ViM-Disparity: Bridging the Gap of Speed, Accuracy and Memory for Disparity Map Generation
Maheswar Bora, Tushar Anand, Saurabh Atreya, Aritra Mukherjee, Abhijit Das
TL;DR
ViM-Disparity addresses the real-time disparity map generation gap by adopting a Vision Mamba (ViM) architecture that fuses efficient state-space memory with attention-inspired feature processing. It employs a six-layer Mamba encoder, joint left-right feature concatenation, and ViM blocks to enable fast, accurate DMG with reduced memory overhead, complemented by a novel SOMER metric defined as $SOMER = \frac{FPS}{EPE \times \log(M)}$ to jointly assess speed, accuracy, and memory.

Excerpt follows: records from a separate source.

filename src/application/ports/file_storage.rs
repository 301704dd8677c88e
use async_trait::async_trait;

use crate::domain::entities::StoredUpload;

#[derive(Debug)]
pub enum FileStorageError {
    PermissionDenied(String),
    IoError(String),
}

impl std::fmt::Display for FileStorageError {
    fn fmt(&self, f: &mut std::fmt::Formatter<'_>) -> std::fmt::Result {
        match self {
            FileStorageError::PermissionDenied(msg) => write!(f, "Permission denied: {}", msg),
            FileStorageError::IoError(msg) => write!(f, "IO error: {}", msg),
        }
    }
}

impl std::error::Error for FileStorageError {}

impl From<std::io::Error> for FileStorageError {
    fn from(error: std::io::Error) -> Self {
        match error.kind() {
            std::io::ErrorKind::PermissionDenied => {
                FileStorageError::PermissionDenied(error.to_string())
            }
            _ => FileStorageError::IoError(error.to_string()),
        }
    }
}

#[async_trait]
pub trait FileStorage: Send + Sync {
    /// Persists an upload under a server-generated key. `file_name` is
    /// recorded as metadata on the returned entity.
    async fn store_file(
        &self,
        data: &[u8],
        file_name: &str,
        content_type: Option<&str>,
    ) -> Result<StoredUpload, FileStorageError>;
}
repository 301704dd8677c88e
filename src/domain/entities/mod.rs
pub mod stored_upload;

pub use stored_upload::StoredUpload;
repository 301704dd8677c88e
pub mod http;
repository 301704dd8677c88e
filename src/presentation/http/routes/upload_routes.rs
use axum::{Router, routing::post};
use std::sync::Arc;

use crate::presentation::http::handlers::UploadHandler;

pub fn upload_routes(upload_handler: Arc<UploadHandler>) -> Router {
    Router::new()
        .route("/upload", post(UploadHandler::upload_file))
        .with_state(upload_handler)
}
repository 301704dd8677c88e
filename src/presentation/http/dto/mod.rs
pub mod response_dto;

pub use response_dto::*;
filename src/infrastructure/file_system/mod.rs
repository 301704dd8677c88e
pub mod local_file_storage;

pub use local_file_storage::LocalFileStorage;
use axum::{
    Json,
    http::StatusCode,
    response::{IntoResponse, Response},
};

use crate::application::use_cases::upload_and_extract::UploadAndExtractError;

pub const NO_FILE_PART: &str = "No file part";
pub const NO_SELECTED_FILE: &str = "No selected file";

#[derive(Debug)]
pub enum AppError {
    MissingFilePart,
    NoFileSelected,
    InvalidMultipart(StatusCode, String),
    ProcessingFailed(String),
    ExtractionTimedOut(String),
}

impl From<UploadAndExtractError> for AppError {
    fn from(error: UploadAndExtractError) -> Self {
        match error {
            UploadAndExtractError::NoFileSelected => AppError::NoFileSelected,
            UploadAndExtractError::StorageError(msg) => AppError::ProcessingFailed(msg),
            UploadAndExtractError::ProcessingFailed(msg) => AppError::ProcessingFailed(msg),
            UploadAndExtractError::ExtractionTimedOut(msg) => AppError::ExtractionTimedOut(msg),
        }
    }
}

impl IntoResponse for AppError {
    fn into_response(self) -> Response {
        let (status, message) = match self {
            AppError::MissingFilePart => (StatusCode::BAD_REQUEST, NO_FILE_PART.to_string()),
            AppError::NoFileSelected => (StatusCode::BAD_REQUEST, NO_SELECTED_FILE.to_string()),
            AppError::InvalidMultipart(status, msg) => (status, msg),
            AppError::ProcessingFailed(msg) => (StatusCode::INTERNAL_SERVER_ERROR, msg),
            AppError::ExtractionTimedOut(msg) => (StatusCode::GATEWAY_TIMEOUT, msg),
        };

        (status, Json(serde_json::json!({ "error": message }))).into_response()
    }
}
pub mod file_hash;
pub mod storage_key;

pub use file_hash::FileHash;
pub use storage_key::StorageKey;
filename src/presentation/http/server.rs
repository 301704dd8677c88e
use axum::Router;
use axum::extract::DefaultBodyLimit;
use std::{net::SocketAddr, sync::Arc};
use tokio::net::TcpListener;
use tower_http::classify::ServerErrorsFailureClass;
use tower_http::cors::{Any, CorsLayer};
use tower_http::trace::TraceLayer;

use crate::presentation::http::{
    handlers::UploadHandler,
    routes::{health_routes, upload_routes},
};

pub struct HttpServer {
    upload_handler: Arc<UploadHandler>,
    addr: SocketAddr,
    max_upload_bytes: usize,
}

impl HttpServer {
    pub fn new(
        upload_handler: Arc<UploadHandler>,
        addr: SocketAddr,
        max_upload_bytes: usize,
    ) -> Self {
        Self {
            upload_handler,
            addr,
            max_upload_bytes,
        }
    }

    pub fn router(&self) -> Router {
        build_router(self.upload_handler.clone(), self.max_upload_bytes)
    }

    pub async fn run(self) -> Result<(), Box<dyn std::error::Error>> {
        let app = self.router();

        let listener = TcpListener::bind(self.addr).await?;
        tracing::info!("Server listening on {}", self.addr);

        axum::serve(listener, app)
            .with_graceful_shutdown(shutdown_signal())
            .await?;

        tracing::info!("Server stopped");
        Ok(())
    }
}

pub fn build_router(upload_handler: Arc<UploadHandler>, max_upload_bytes: usize) -> Router {
    let cors = CorsLayer::new()
        .allow_origin(Any)
        .allow_methods(Any)
        .allow_headers(Any);

    let trace = TraceLayer::new_for_http()
        .on_request(
            |request: &axum::http::Request<axum::body::Body>, _span: &tracing::Span| {
                tracing::info!("Received request: {} {}", request.method(), request.uri());
            },
        )
        .on_response(
            |response: &axum::http::Response<axum::body::Body>,
             latency: std::time::Duration,
             _span: &tracing::Span| {
                tracing::info!(
                    "Response: {} (took {} ms)",
                    response.status(),
                    latency.as_millis()
                );
            },
        )
        .on_failure(
            |error: ServerErrorsFailureClass, latency: std::time::Duration, _span: &tracing::Span| {
                tracing::error!(
                    "Request failed: {:?} (took {} ms)",
                    error,
                    latency.as_millis()
                );
            },
        );

    Router::new()
        .merge(health_routes())
        .merge(upload_routes(upload_handler))
        // Overruns surface as a 413 multipart error with a JSON body.
        .layer(DefaultBodyLimit::max(max_upload_bytes))
        .layer(cors)
        .layer(trace)
}

async fn shutdown_signal() {
    if let Err(e) = tokio::signal::ctrl_c().await {
        tracing::error!("Failed to listen for shutdown signal: {}", e);
        std::future::pending::<()>().await;
    }
    tracing::info!("Shutdown signal received");
}
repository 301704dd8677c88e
pub mod health_routes;
pub mod upload_routes;

pub use health_routes::*;
pub use upload_routes::*;
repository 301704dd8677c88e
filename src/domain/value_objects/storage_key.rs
use std::path::Path;
use std::sync::LazyLock;

use regex::Regex;
use uuid::Uuid;

static EXTENSION_PATTERN: LazyLock<Regex> =
    LazyLock::new(|| Regex::new(r"^[A-Za-z0-9]{1,10}$").expect("extension pattern is valid"));

/// On-disk name of a stored upload.
///
/// The key is derived from a server-generated id, never from the client's
/// filename. A short alphanumeric extension is carried over so OCR tooling
/// that sniffs by suffix keeps working.
#[derive(Debug, Clone, PartialEq, Eq)]
pub struct StorageKey(String);

impl StorageKey {
    pub fn for_upload(upload_id: Uuid, original_name: &str) -> Self {
        let extension = Path::new(original_name)
            .extension()
            .and_then(|ext| ext.to_str())
            .filter(|ext| EXTENSION_PATTERN.is_match(ext));

        match extension {
            Some(ext) => Self(format!("{}.{}", upload_id, ext.to_ascii_lowercase())),
            None => Self(upload_id.to_string()),
        }
    }

    pub fn as_str(&self) -> &str {
        &self.0
    }
}

impl std::fmt::Display for StorageKey {
    fn fmt(&self, f: &mut std::fmt::Formatter<'_>) -> std::fmt::Result {
        write!(f, "{}", self.0)
    }
}
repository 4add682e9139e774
pub mod u32;

/// A position over a finite, non empty sequence.
///
/// Unlike an `Iterator`, reading the current value and advancing are split,
/// so a cursor can stop on its last value without computing the value past
/// it. This is what lets a `u32` sweep end on `0xFF_FF_FF_FF`.
pub trait Cursor {
    type Item;
    fn value(&mut self) -> Self::Item;
    fn move_next(&mut self) -> Result<(), ()>;
    fn is_empty(&self) -> bool {
        false
    }
}

pub struct MapCursor<C: Cursor, F> {
    cursor: C,
    f: F,
}

impl<C: Cursor, B, F> Cursor for MapCursor<C, F>
where
    F: FnMut(C::Item) -> B,
{
    type Item = B;
    fn value(&mut self) -> B {
        let value = self.cursor.value();
        (self.f)(value)
    }
    fn move_next(&mut self) -> Result<(), ()> {
        self.cursor.move_next()
    }
    fn is_empty(&self) -> bool {
        self.cursor.is_empty()
    }
}

pub struct CursorIterator<C: Cursor> {
    cursor: C,
    done: bool,
}

impl<C: Cursor> CursorIterator<C> {
    pub fn new(cursor: C) -> Self {
        let done = cursor.is_empty();
        Self { cursor, done }
    }
}

impl<C: Cursor> Iterator for CursorIterator<C> {
    type Item = C::Item;
    fn next(&mut self) -> Option<Self::Item> {
        if self.done {
            None
        } else {
            let res = Some(self.cursor.value());
            if self.cursor.move_next().is_err() {
                self.done = true;
            }
            res
        }
    }
}

impl<C: Cursor> std::iter::FusedIterator for CursorIterator<C> {}

pub trait CursorExt: Cursor {
    fn to_iter(self) -> CursorIterator<Self>
    where
        Self: Sized,
    {
        CursorIterator::new(self)
    }

    fn map<B, F>(self, f: F) -> MapCursor<Self, F>
    where
        Self: Sized,
        F: FnMut(Self::Item) -> B,
    {
        MapCursor { cursor: self, f }
    }
}
impl<T: ?Sized> CursorExt for T where T: Cursor {}
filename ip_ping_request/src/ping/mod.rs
pub mod icmp;

use crate::checksum::checksum;
use pnet::packet;
use pnet::packet::icmp::echo_reply::EchoReplyPacket;
use pnet::packet::icmp::echo_request::{self, MutableEchoRequestPacket};
use pnet::packet::icmp::IcmpTypes;
use pnet::packet::Packet;
use std::io;
use std::net::Ipv4Addr;
use std::time::Duration;
use thiserror::Error;

pub type IcmpType = packet::icmp::IcmpType;

/// An ICMP echo message without payload.
///
/// Request and reply share the same layout, only the type differs. The
/// checksum is not stored: it is computed when encoding and checked when
/// decoding.
#[derive(Debug, Clone, Copy, PartialEq, Eq)]
pub struct EchoPacket {
    pub ty: IcmpType,
    pub identifier: u16,
    pub sequence: u16,
}

impl EchoPacket {
    pub fn request(identifier: u16, sequence: u16) -> Self {
        Self {
            ty: IcmpTypes::EchoRequest,
            identifier,
            sequence,
        }
    }

    pub fn reply(identifier: u16, sequence: u16) -> Self {
        Self {
            ty: IcmpTypes::EchoReply,
            identifier,
            sequence,
        }
    }

    pub fn size() -> usize {
        MutableEchoRequestPacket::minimum_packet_size()
    }

    pub fn encode(&self) -> Vec<u8> {
        let mut buffer = vec![0u8; Self::size()];
        if let Some(mut echo_packet) = MutableEchoRequestPacket::new(&mut buffer[..]) {
            echo_packet.set_icmp_type(self.ty);
            echo_packet.set_icmp_code(echo_request::IcmpCodes::NoCode);
            echo_packet.set_identifier(self.identifier);
            echo_packet.set_sequence_number(self.sequence);
            // The checksum field must be zero while summing
            echo_packet.set_checksum(0);
            let csum = checksum(echo_packet.packet());
            echo_packet.set_checksum(csum);
        }
        buffer
    }

    /// Parses an echo request or reply, payload included in the checksum.
    ///
    /// Returns `None` for other ICMP types, truncated data or a bad checksum.
    pub fn decode(data: &[u8]) -> Option<Self> {
        let packet = EchoReplyPacket::new(data)?;
        let ty = packet.get_icmp_type();
        if ty != IcmpTypes::EchoReply && ty != IcmpTypes::EchoRequest {
            return None;
        }
        if checksum(packet.packet()) != 0 {
            return None;
        }
        Some(Self {
            ty,
            identifier: packet.get_identifier(),
            sequence: packet.get_sequence_number(),
        })
    }

    /// Whether `other` is the reply to this request.
    pub fn is_answered_by(&self, other: &EchoPacket) -> bool {
        self.ty == IcmpTypes::EchoRequest
            && other.ty == IcmpTypes::EchoReply
            && self.identifier == other.identifier
            && self.sequence == other.sequence
    }
}

/// The socket side of a ping: one ICMP packet out, ICMP packets in.
pub trait EchoSocket {
    /// Sends a complete ICMP message to `destination`.
    fn send_to(&mut self, packet: &[u8], destination: Ipv4Addr) -> io::Result<()>;

    /// Waits at most `timeout` for the next inbound ICMP message.
    ///
    /// Returns `Ok(None)` when nothing arrived in time.
    fn recv_timeout(&mut self, timeout: Duration) -> io::Result<Option<(Vec<u8>, Ipv4Addr)>>;

    /// Upper bound on the wait for a reply to one request.
    fn receive_timeout(&self) -> Duration;
}

impl<T: EchoSocket + ?Sized> EchoSocket for &mut T {
    fn send_to(&mut self, packet: &[u8], destination: Ipv4Addr) -> io::Result<()> {
        (**self).send_to(packet, destination)
    }

    fn recv_timeout(&mut self, timeout: Duration) -> io::Result<Option<(Vec<u8>, Ipv4Addr)>> {
        (**self).recv_timeout(timeout)
    }

    fn receive_timeout(&self) -> Duration {
        (**self).receive_timeout()
    }
}

#[derive(Debug, Error)]
pub enum PingError {
    #[error("no reply within {0:?}")]
    Timeout(Duration),
    #[error("failed to send packet")]
    FailedToSendPacket(#[source] io::Error),
    #[error("failed to receive packet")]
    FailedToReceive(#[source] io::Error),
}

#[cfg(test)]
mod test {
    use super::*;

    #[test]
    fn request_layout() {
        let data = EchoPacket::request(0, 0x01_02).encode();
        assert_eq!(data.len(), 8);
        assert_eq!(data[0], 8);
        assert_eq!(data[1], 0);
        assert_eq!(&data[4..6], &[0, 0]);
        assert_eq!(&data[6..8], &[0x01, 0x02]);
        // 0x0800 + 0x0102 = 0x0902
        assert_eq!(&data[2..4], &(!0x09_02u16).to_be_bytes());
    }

    #[test]
    fn encoded_packets_verify() {
        for (identifier, sequence) in [(0, 0), (0, 255), (0x12_34, 0xFF_FF), (0xFF_FF, 1)] {
            let data = EchoPacket::request(identifier, sequence).encode();
            assert_eq!(checksum(&data), 0);
            let data = EchoPacket::reply(identifier, sequence).encode();
            assert_eq!(checksum(&data), 0);
        }
    }

    #[test]
    fn decode_consistency() {
        let request = EchoPacket::request(7, 42);
        assert_eq!(EchoPacket::decode(&request.encode()), Some(request));
        let reply = EchoPacket::reply(7, 42);
        assert_eq!(EchoPacket::decode(&reply.encode()), Some(reply));
    }

    #[test]
    fn decode_rejects_corruption() {
        let mut data = EchoPacket::reply(7, 42).encode();
        data[7] ^= 0x01;
        assert_eq!(EchoPacket::decode(&data), None);
        assert_eq!(EchoPacket::decode(&data[..4]), None);
    }

    #[test]
    fn decode_rejects_other_types() {
        // Destination unreachable, checksum fixed up
        let mut data = vec![3, 1, 0, 0, 0, 0, 0, 0];
        let csum = checksum(&data);
        data[2..4].copy_from_slice(&csum.to_be_bytes());
        assert_eq!(EchoPacket::decode(&data), None);
    }

    #[test]
    fn reply_matching() {
        let request = EchoPacket::request(0, 10);
        assert!(request.is_answered_by(&EchoPacket::reply(0, 10)));
        assert!(!request.is_answered_by(&EchoPacket::reply(0, 11)));
        assert!(!request.is_answered_by(&EchoPacket::reply(1, 10)));
        assert!(!request.is_answered_by(&EchoPacket::request(0, 10)));
    }
}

The approach demonstrates competitive EPE and D1 while delivering superior FPS and memory efficiency across KITTI, Sintel, Sceneflow, and VKITTI2 benchmarks, establishing a practical edge-device deployment pathway. Overall, ViM-Disparity provides both a robust DMG method and a unified benchmarking framework that emphasizes real-time applicability without substantial sacrifices in disparity accuracy.
Abstract
In this work we propose a Visual Mamba (ViM) based architecture, to dissolve the existing trade-off for real-time and accurate model with low computation overhead for disparity map generation (DMG). Moreover, we proposed a performance measure that can jointly evaluate the inference speed, computation overhead and the accurateness of a DMG model. The code implementation and corresponding models are available at: https://github.com/MBora/ViM-Disparity.